Content starts
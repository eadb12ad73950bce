use color_eyre::{eyre::eyre, Result};
use serde::Deserialize;
use std::path::{Path, PathBuf};
use std::time::Duration;
use url::Url;

use crate::connectivity::MonitorConfig;
use crate::hook::HookSettings;
use crate::retry::RetryPolicy;

#[derive(Debug, Clone, Deserialize)]
pub struct Config {
  pub backend: BackendConfig,
  #[serde(default)]
  pub connectivity: ConnectivityConfig,
  #[serde(default)]
  pub retry: RetryConfig,
  #[serde(default)]
  pub hooks: HooksConfig,
  #[serde(default)]
  pub cache: CacheConfig,
}

#[derive(Debug, Clone, Deserialize)]
pub struct BackendConfig {
  pub base_url: String,
  /// Extra hostnames treated as backend-bound (e.g. the upload provider).
  /// `*.example.com` matches any subdomain.
  #[serde(default)]
  pub hosts: Vec<String>,
  /// Custom title for header (defaults to the backend host if not set)
  pub title: Option<String>,
}

#[derive(Debug, Clone, Deserialize)]
#[serde(default)]
pub struct ConnectivityConfig {
  /// Consecutive failures before the indicator shows DEGRADED
  pub failure_threshold: u32,
  /// Extra error message fragments that identify a request blocker
  pub blocker_signatures: Vec<String>,
  pub link_check_interval_secs: u64,
  pub probe: ProbeConfig,
}

impl Default for ConnectivityConfig {
  fn default() -> Self {
    Self {
      failure_threshold: MonitorConfig::default().failure_threshold,
      blocker_signatures: Vec::new(),
      link_check_interval_secs: 10,
      probe: ProbeConfig::default(),
    }
  }
}

#[derive(Debug, Clone, Deserialize)]
#[serde(default)]
pub struct ProbeConfig {
  pub enabled: bool,
}

impl Default for ProbeConfig {
  fn default() -> Self {
    Self { enabled: true }
  }
}

#[derive(Debug, Clone, Deserialize)]
#[serde(default)]
pub struct RetryConfig {
  pub base_delay_ms: u64,
  pub max_delay_ms: u64,
  pub max_attempts: u32,
}

impl Default for RetryConfig {
  fn default() -> Self {
    Self {
      base_delay_ms: 500,
      max_delay_ms: 8000,
      max_attempts: 4,
    }
  }
}

#[derive(Debug, Clone, Deserialize)]
#[serde(default)]
pub struct HooksConfig {
  pub fetch_timeout_ms: u64,
  pub cache_ttl_secs: u64,
}

impl Default for HooksConfig {
  fn default() -> Self {
    Self {
      fetch_timeout_ms: 2500,
      cache_ttl_secs: 300,
    }
  }
}

#[derive(Debug, Clone, Deserialize)]
#[serde(default)]
pub struct CacheConfig {
  /// Keep snapshots on disk across restarts
  pub persistent: bool,
  /// Database path (default: $XDG_DATA_HOME/acon/cache.db)
  pub path: Option<PathBuf>,
}

impl Default for CacheConfig {
  fn default() -> Self {
    Self {
      persistent: true,
      path: None,
    }
  }
}

impl Config {
  /// Load configuration from file.
  ///
  /// Search order:
  /// 1. Explicit path if provided
  /// 2. ./acon.yaml (current directory)
  /// 3. $XDG_CONFIG_HOME/acon/config.yaml
  pub fn load(explicit_path: Option<&Path>) -> Result<Self> {
    let path = if let Some(p) = explicit_path {
      if p.exists() {
        Some(p.to_path_buf())
      } else {
        return Err(eyre!("Config file not found: {}", p.display()));
      }
    } else {
      Self::find_config_file()
    };

    match path {
      Some(p) => Self::load_from_path(&p),
      None => Err(eyre!(
        "No configuration file found. Create one at ~/.config/acon/config.yaml\n\
                 with at least:\n\n  backend:\n    base_url: https://api.example.com/"
      )),
    }
  }

  fn find_config_file() -> Option<PathBuf> {
    let local = PathBuf::from("acon.yaml");
    if local.exists() {
      return Some(local);
    }

    if let Some(config_dir) = dirs::config_dir() {
      let xdg_path = config_dir.join("acon").join("config.yaml");
      if xdg_path.exists() {
        return Some(xdg_path);
      }
    }

    None
  }

  fn load_from_path(path: &Path) -> Result<Self> {
    let contents = std::fs::read_to_string(path)
      .map_err(|e| eyre!("Failed to read config file {}: {}", path.display(), e))?;

    Self::parse(&contents).map_err(|e| eyre!("Invalid config file {}: {}", path.display(), e))
  }

  pub(crate) fn parse(contents: &str) -> Result<Self> {
    let config: Config = serde_yaml::from_str(contents).map_err(|e| eyre!("{}", e))?;
    config.base_url()?;
    Ok(config)
  }

  pub fn base_url(&self) -> Result<Url> {
    Url::parse(&self.backend.base_url)
      .map_err(|e| eyre!("Invalid backend.base_url {}: {}", self.backend.base_url, e))
  }

  /// Hosts whose traffic goes through the interceptor: the base URL's host
  /// plus any configured extras.
  pub fn backend_hosts(&self) -> Result<Vec<String>> {
    let base = self.base_url()?;
    let host = base
      .host_str()
      .ok_or_else(|| eyre!("backend.base_url has no host: {}", base))?;
    let mut hosts = vec![host.to_string()];
    hosts.extend(self.backend.hosts.iter().cloned());
    Ok(hosts)
  }

  pub fn title(&self) -> String {
    match &self.backend.title {
      Some(title) => title.clone(),
      None => self
        .base_url()
        .ok()
        .and_then(|u| u.host_str().map(str::to_string))
        .unwrap_or_else(|| "acon".to_string()),
    }
  }

  pub fn monitor_config(&self) -> MonitorConfig {
    MonitorConfig {
      failure_threshold: self.connectivity.failure_threshold.max(1),
    }
  }

  pub fn retry_policy(&self) -> RetryPolicy {
    RetryPolicy {
      base_delay: Duration::from_millis(self.retry.base_delay_ms),
      max_delay: Duration::from_millis(self.retry.max_delay_ms),
      max_attempts: self.retry.max_attempts.max(1),
    }
  }

  pub fn hook_settings(&self) -> HookSettings {
    HookSettings {
      fetch_timeout: Duration::from_millis(self.hooks.fetch_timeout_ms),
      cache_ttl: Duration::from_secs(self.hooks.cache_ttl_secs),
      retry: self.retry_policy(),
    }
  }

  pub fn link_check_interval(&self) -> Duration {
    Duration::from_secs(self.connectivity.link_check_interval_secs.max(1))
  }

  /// Get the API token from environment variables.
  ///
  /// Checks ACON_API_TOKEN first, then ACON_TOKEN as fallback. Without a
  /// token requests go out anonymously.
  pub fn get_api_token() -> Option<String> {
    std::env::var("ACON_API_TOKEN")
      .or_else(|_| std::env::var("ACON_TOKEN"))
      .ok()
      .filter(|t| !t.trim().is_empty())
  }
}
Content ends
Go through the listing above and return each line that includes the word "persistent".

  pub persistent: bool,
      persistent: true,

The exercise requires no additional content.